**Stored items**.
====

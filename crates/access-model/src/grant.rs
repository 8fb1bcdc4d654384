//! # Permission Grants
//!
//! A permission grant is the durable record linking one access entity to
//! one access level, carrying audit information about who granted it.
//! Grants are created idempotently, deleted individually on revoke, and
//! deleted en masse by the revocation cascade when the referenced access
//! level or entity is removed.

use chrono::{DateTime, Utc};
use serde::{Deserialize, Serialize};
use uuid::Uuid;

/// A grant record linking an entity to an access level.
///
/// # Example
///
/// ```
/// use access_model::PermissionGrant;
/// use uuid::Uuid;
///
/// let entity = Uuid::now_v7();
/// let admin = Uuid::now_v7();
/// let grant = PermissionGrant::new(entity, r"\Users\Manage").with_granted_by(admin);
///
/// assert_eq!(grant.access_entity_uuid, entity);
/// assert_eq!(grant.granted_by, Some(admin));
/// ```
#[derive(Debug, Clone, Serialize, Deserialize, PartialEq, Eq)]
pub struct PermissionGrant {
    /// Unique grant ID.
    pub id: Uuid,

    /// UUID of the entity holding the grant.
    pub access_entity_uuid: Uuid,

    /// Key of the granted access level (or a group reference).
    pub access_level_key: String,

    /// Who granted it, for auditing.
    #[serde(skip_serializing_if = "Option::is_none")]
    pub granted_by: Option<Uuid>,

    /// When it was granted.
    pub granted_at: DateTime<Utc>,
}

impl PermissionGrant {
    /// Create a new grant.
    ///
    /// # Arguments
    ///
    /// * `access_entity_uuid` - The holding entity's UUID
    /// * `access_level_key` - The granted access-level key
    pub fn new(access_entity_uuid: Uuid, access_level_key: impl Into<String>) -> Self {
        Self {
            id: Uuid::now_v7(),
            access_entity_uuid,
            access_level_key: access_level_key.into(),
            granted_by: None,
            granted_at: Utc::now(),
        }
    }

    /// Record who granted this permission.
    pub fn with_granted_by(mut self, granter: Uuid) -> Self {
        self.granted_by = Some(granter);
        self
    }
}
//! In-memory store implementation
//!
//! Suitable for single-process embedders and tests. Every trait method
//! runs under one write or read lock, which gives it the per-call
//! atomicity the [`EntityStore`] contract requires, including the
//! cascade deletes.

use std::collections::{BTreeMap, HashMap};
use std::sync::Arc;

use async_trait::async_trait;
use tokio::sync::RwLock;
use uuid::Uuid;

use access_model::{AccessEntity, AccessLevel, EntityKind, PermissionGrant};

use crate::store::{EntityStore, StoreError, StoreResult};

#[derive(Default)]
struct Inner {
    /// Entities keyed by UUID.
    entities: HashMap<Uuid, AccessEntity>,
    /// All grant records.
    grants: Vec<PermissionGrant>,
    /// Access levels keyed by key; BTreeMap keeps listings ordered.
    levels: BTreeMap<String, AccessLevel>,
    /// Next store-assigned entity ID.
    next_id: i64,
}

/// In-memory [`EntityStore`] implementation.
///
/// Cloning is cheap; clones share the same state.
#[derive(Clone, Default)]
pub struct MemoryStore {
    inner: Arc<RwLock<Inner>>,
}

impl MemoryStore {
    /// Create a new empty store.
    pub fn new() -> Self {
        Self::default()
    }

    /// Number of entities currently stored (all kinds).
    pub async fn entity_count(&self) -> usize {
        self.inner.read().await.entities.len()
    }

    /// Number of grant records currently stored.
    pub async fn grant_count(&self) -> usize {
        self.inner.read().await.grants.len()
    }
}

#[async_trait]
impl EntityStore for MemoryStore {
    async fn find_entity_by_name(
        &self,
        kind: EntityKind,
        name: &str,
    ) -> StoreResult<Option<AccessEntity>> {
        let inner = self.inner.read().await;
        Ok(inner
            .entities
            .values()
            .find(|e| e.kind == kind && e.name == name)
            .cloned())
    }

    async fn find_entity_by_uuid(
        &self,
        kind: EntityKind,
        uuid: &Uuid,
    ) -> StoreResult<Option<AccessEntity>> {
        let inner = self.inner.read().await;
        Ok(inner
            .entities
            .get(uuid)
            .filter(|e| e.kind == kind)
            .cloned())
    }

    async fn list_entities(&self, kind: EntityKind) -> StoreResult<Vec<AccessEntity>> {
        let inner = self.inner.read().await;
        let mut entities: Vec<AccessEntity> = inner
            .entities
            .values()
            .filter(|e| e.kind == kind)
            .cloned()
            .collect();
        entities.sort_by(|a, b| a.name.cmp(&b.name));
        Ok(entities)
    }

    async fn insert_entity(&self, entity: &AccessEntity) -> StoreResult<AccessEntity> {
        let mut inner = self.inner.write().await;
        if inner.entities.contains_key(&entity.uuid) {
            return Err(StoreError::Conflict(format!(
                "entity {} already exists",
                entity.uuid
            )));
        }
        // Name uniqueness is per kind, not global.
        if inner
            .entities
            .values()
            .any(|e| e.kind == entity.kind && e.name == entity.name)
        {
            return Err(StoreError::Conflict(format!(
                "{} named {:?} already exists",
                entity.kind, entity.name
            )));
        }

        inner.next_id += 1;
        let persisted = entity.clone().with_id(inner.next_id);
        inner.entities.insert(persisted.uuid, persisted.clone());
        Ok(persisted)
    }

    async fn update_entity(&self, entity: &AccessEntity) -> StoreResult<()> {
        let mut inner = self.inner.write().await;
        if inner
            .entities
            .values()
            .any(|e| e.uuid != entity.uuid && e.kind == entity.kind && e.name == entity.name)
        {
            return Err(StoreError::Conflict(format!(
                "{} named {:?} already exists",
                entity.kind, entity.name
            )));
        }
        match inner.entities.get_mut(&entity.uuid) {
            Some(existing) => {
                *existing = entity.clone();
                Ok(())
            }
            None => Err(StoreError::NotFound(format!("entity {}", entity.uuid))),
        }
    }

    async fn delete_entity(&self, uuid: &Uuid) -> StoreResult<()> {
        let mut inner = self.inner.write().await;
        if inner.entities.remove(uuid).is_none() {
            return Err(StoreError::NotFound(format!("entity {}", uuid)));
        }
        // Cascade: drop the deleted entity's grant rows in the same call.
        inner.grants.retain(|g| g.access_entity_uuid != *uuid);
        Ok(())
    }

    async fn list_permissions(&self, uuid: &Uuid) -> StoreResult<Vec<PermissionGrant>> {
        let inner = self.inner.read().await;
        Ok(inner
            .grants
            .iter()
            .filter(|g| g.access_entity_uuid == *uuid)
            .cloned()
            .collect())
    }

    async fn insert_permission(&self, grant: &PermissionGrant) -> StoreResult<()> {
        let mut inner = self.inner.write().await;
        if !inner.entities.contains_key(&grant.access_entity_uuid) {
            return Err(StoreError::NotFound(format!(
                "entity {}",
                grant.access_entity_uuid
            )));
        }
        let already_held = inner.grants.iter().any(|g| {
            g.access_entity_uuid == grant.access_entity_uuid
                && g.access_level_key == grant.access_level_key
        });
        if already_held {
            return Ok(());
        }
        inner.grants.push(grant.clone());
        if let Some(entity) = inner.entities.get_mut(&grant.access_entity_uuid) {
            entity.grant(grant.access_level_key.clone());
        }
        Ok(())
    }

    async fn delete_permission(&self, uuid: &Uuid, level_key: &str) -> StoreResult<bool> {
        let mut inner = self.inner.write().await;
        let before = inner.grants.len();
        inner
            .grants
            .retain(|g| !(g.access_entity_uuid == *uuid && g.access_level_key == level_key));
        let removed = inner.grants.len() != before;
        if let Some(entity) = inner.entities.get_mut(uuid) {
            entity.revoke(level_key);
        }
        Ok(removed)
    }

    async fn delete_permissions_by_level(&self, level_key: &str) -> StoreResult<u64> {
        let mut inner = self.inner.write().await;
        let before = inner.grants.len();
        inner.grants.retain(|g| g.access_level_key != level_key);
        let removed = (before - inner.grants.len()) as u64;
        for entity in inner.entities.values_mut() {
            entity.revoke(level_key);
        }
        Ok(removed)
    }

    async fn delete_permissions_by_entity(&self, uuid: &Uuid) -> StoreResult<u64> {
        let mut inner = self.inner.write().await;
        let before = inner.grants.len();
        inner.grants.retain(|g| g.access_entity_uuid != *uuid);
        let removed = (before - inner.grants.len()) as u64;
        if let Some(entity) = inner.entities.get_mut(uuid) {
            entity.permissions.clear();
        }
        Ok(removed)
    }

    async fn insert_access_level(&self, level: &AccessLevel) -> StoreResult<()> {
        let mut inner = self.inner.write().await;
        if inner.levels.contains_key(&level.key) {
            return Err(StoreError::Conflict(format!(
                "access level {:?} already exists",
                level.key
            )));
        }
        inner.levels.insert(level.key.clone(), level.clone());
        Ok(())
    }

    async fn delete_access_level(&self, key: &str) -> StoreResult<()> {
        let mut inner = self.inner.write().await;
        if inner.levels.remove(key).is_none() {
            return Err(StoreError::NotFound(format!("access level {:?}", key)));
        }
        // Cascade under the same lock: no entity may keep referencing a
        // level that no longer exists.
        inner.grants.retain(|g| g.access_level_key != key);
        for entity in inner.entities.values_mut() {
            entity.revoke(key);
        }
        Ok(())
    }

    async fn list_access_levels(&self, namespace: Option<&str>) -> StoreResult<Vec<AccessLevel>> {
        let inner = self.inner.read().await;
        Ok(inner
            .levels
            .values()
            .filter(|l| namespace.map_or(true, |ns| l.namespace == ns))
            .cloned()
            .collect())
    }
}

====

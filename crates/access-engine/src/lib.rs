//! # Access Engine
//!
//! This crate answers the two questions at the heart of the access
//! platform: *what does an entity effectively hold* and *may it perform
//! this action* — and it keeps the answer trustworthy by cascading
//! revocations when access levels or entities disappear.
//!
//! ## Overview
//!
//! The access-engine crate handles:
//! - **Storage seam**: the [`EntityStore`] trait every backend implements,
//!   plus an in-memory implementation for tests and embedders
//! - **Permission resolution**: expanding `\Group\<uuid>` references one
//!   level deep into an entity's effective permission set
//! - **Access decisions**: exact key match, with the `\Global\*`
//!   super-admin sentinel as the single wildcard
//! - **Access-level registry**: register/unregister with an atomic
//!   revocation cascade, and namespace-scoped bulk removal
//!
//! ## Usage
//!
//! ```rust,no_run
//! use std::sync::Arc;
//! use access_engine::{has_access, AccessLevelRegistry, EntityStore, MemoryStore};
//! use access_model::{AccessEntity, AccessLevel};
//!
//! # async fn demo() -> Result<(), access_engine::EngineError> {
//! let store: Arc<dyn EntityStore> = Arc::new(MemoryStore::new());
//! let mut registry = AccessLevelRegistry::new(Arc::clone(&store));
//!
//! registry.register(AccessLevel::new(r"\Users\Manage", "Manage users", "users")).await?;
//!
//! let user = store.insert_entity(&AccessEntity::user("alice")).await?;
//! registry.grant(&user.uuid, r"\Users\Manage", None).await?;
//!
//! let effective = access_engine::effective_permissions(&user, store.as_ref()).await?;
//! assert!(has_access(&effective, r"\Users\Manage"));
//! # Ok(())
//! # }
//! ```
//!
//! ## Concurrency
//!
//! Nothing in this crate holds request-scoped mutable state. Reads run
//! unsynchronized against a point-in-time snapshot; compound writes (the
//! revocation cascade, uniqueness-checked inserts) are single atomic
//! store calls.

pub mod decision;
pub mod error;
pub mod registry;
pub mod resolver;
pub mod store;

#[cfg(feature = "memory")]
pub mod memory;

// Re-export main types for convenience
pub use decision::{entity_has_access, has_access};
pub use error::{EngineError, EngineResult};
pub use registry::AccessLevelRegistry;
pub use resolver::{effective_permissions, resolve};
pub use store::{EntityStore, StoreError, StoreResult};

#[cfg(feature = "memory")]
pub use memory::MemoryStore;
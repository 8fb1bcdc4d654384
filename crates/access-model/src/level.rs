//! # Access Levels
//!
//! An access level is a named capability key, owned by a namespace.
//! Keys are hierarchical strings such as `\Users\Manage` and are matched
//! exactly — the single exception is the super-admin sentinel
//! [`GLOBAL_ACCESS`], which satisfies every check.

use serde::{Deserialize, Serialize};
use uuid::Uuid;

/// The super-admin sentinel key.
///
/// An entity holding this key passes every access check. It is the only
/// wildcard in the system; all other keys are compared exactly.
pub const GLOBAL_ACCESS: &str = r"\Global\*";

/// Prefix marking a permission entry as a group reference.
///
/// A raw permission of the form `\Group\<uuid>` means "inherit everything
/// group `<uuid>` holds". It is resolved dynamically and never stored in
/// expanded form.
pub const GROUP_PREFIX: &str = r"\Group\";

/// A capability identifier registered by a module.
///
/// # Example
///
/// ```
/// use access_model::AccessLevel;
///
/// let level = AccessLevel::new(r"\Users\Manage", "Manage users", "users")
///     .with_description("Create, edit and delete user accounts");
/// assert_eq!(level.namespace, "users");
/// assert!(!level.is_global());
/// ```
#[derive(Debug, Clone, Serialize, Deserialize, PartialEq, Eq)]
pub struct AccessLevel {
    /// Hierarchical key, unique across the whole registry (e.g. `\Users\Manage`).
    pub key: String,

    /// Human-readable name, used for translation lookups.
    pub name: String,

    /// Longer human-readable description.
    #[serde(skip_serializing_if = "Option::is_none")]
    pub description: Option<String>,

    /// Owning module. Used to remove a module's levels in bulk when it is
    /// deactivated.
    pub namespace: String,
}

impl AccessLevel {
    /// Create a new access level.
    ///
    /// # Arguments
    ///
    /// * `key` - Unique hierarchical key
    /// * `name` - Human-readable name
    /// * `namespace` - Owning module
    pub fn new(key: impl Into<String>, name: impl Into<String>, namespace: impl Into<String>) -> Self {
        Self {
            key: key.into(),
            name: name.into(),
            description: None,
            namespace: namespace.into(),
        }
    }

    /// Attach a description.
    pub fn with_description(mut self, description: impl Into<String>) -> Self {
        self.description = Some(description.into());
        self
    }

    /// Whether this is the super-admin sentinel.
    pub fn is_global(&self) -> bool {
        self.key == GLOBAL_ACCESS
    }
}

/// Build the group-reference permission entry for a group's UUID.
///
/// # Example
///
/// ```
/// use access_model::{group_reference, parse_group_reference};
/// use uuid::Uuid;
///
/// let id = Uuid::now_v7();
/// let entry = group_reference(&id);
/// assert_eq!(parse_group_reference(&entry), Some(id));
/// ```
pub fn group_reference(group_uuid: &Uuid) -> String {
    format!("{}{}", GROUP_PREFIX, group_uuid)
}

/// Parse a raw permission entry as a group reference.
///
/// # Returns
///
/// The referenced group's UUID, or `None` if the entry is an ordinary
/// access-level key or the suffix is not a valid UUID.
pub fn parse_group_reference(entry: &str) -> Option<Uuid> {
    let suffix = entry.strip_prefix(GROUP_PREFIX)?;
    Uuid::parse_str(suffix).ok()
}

====

**Problem description**.
All lines above from the line with "pub const GROUP_PREFIX: &str" through the line with "pub fn with_description(mut", both included, are to be set down exactly, with nothing else.

**Output for this exercise**.
pub const GROUP_PREFIX: &str = r"\Group\";

/// A capability identifier registered by a module.
///
/// # Example
///
/// ```
/// use access_model::AccessLevel;
///
/// let level = AccessLevel::new(r"\Users\Manage", "Manage users", "users")
///     .with_description("Create, edit and delete user accounts");
/// assert_eq!(level.namespace, "users");
/// assert!(!level.is_global());
/// ```
#[derive(Debug, Clone, Serialize, Deserialize, PartialEq, Eq)]
pub struct AccessLevel {
    /// Hierarchical key, unique across the whole registry (e.g. `\Users\Manage`).
    pub key: String,

    /// Human-readable name, used for translation lookups.
    pub name: String,

    /// Longer human-readable description.
    #[serde(skip_serializing_if = "Option::is_none")]
    pub description: Option<String>,

    /// Owning module. Used to remove a module's levels in bulk when it is
    /// deactivated.
    pub namespace: String,
}

impl AccessLevel {
    /// Create a new access level.
    ///
    /// # Arguments
    ///
    /// * `key` - Unique hierarchical key
    /// * `name` - Human-readable name
    /// * `namespace` - Owning module
    pub fn new(key: impl Into<String>, name: impl Into<String>, namespace: impl Into<String>) -> Self {
        Self {
            key: key.into(),
            name: name.into(),
            description: None,
            namespace: namespace.into(),
        }
    }

    /// Attach a description.
    pub fn with_description(mut self, description: impl Into<String>) -> Self {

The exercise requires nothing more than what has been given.